Une nuée d'oiseaux sur l'Île
Ils sont des milliers qui viennent atterrir sur le terrain de l'air-porc et je n'exagère pas. Jean-Marc court chercher sa puise à éperlans et s'approche du terrain d'atterrissage. Il réussit à en attraper au moins 30 en un quart d'heure. Il leur casse le cou et les dépose en tas. François va chercher une poche de farine vide que Marianne avait laissé dans la charrette à Jean-Marc.
La puise à éperlans de Jean-Marc et la poche féminine de farine de Marianne
Les deux comparses déposent les dépouilles dans la poche et retournent à la maison. Ce sont des espèces de pigeons mais plus petits et plus gracieux. Il apprendra plus tard de ses amis indiens, que ces pigeons sont en fait des tourtes. Ce sont des oiseaux migrateurs qui volent vers le sud pour l'hiver. Mais c'était la première fois qu'on en voyait sur l'Île et on n'y voyait pas plus de perdrix ou de pigeons d'ailleurs.
Tourte
le petit d'une tourte n'est pas une tourterelle, c'est un œuf
Jean-Marc qui avait une imagination fertile et des patates en masse regarda son filet et vit dans les mailles une façon nouvelle de couper les patates: en cubes. En pensant à Marianne qui s'en va au moulin pour y faire moudre son grain, il décide de faire de la pâte et de la fourrer (ai-je besoin de préciser?) avec des patates en cubes et des tourtes. Et c'est ainsi que la tourtière est née.
Mailles carrées et patates ajoutées à pâte fourrée égalent tourtière.
Marianne, viens manger.
Malheureusement, le dernier spécimen de la tourte disparaîtra en 1914, dans un zoo de Cincinnati à cause de la bêtise humaine. Heureusement, la tourtière survivra jusqu'à nos jours en migrant vers le royaume du Saguenay et Lac St-Jean.
À l'hiver 1769, Jean-Marc, alors âgé de 20 ans et François de 17 ans empruntèrent le canot à glace de leur père pour se rendre à Québec. La raison de ce voyage était d'aller au carnaval de Québec. Bien sûr en ce temps là, la fête n'était pas aussi bien organisée mais il y avait bel et bien une fête d'hiver en Nouvelle-France qui précédait les privations du carême. Le carême est une période de 40 jours de jeûne qui précède le dimanche de Pâques. C'est un peu mêlant, j'avoue, mais disons que le carême pour les catholiques, c'est un peu comme le ramadan pour les musulmans.
À gauche: représentation du carême catholique; à droite: représentation du ramadan musulman
Pâques, c'est le jour de la résurrection du Christ, et non ce n'est pas le quatrième film de Alien.

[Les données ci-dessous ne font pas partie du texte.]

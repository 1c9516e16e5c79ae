//! Key extraction strategies.

use crate::graph::Node;
use crate::types::NodeId;
use std::borrow::Borrow;
use std::fmt::Debug;
use std::hash::Hash;

/// Derives the index key of a value. Must be a pure function of the value.
pub trait IndexSpec<V> {
    type Key: Eq + Hash + Clone + Debug;

    fn key(&self, value: &V) -> Self::Key;
}

impl<V, K, F> IndexSpec<V> for F
where
    F: Fn(&V) -> K,
    K: Eq + Hash + Clone + Debug,
{
    type Key = K;

    fn key(&self, value: &V) -> K {
        self(value)
    }
}

/// Key: the node's name.
#[derive(Debug, Clone, Copy, Default)]
pub struct NameSpec;

impl<V: Borrow<Node>> IndexSpec<V> for NameSpec {
    type Key = String;

    fn key(&self, value: &V) -> String {
        value.borrow().name.clone()
    }
}

/// Key: the file of the node's source location, `None` when it has none.
#[derive(Debug, Clone, Copy, Default)]
pub struct SourceIdSpec;

impl<V: Borrow<Node>> IndexSpec<V> for SourceIdSpec {
    type Key = Option<String>;

    fn key(&self, value: &V) -> Option<String> {
        value
            .borrow()
            .source_information
            .as_ref()
            .map(|source| source.source_id.clone())
    }
}

/// Key: the first value of a named property.
#[derive(Debug, Clone, PartialEq, Eq)]
pub struct PropertyValueSpec {
    property: String,
}

impl PropertyValueSpec {
    pub fn new(property: impl Into<String>) -> Self {
        Self {
            property: property.into(),
        }
    }
}

impl<V: Borrow<Node>> IndexSpec<V> for PropertyValueSpec {
    type Key = Option<NodeId>;

    fn key(&self, value: &V) -> Option<NodeId> {
        value.borrow().values(&self.property).first().copied()
    }
}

C'est pas la même résurrection
Comme Pâques tombait le 26 mars, si on recule de 40 jours, il faut avoir terminé les festivités au plus tard le 16 février qui est le mercredi des cendres. C'est là que les frères Desmeules débarquèrent à Québec le mercredi 9 février pour participer à la course de canots sur glace du samedi. Et ils la gagnèrent facilement. Ben voyons, c'est Charles qui l'avait inventée.
Jean-Marc et François, vainqueurs
La grandeur de la photo est inversement proportionnelle à la modestie des Desmeules
Avoir 20 ans à Québec dans le temps du carnaval, c'est bien le temps de fêter. Et les deux Desmeules se retrouvèrent à peu près au même endroit où Ti-Jos (nom intime de leur grand-père Joseph) avait pris sa première brosse canadienne: près du bassin Louise. La soirée fut très éthylique mais le lendemain, nos jeunes gaillards sont en pleine forme et vont assister à une drôle de compétition: le curling.
Curling est un mot anglais signifiant faire des boucles
La guerre est terminée mais il reste encore beaucoup de soldats dans la colonie. Ce sont les soldats du régiment Frazer Highlanders de l'armée britannique qui ont introduit ce sport en Nouvelle-France. Ce sont ces soldats écossais, ceux qui ressemblaient à des fillettes avec leur jupes qui ont combattu avec Wolfe sur les plaines d'Abraham et ceux-là mêmes qui ont probablement tué Charles, le père de nos fêtards. Heureusement pour eux, ils ne s'en rappellent pas.
Les Frazers Highlanders
Pour pratiquer leur sport, les soldats écossais faisaient fondre des boulets de canon et jouaient sur la rivière Saint-Charles, tout près du bassin Louise.
En Écosse, le sport se pratique avec des pierres,
en Nouvelle-France, le sport se pratique avec des fers.
Ils avaient la forme de bouilloires et pesaient entre 60 et 80 livres. Aujourd'hui, ce serait interdit par la CSST.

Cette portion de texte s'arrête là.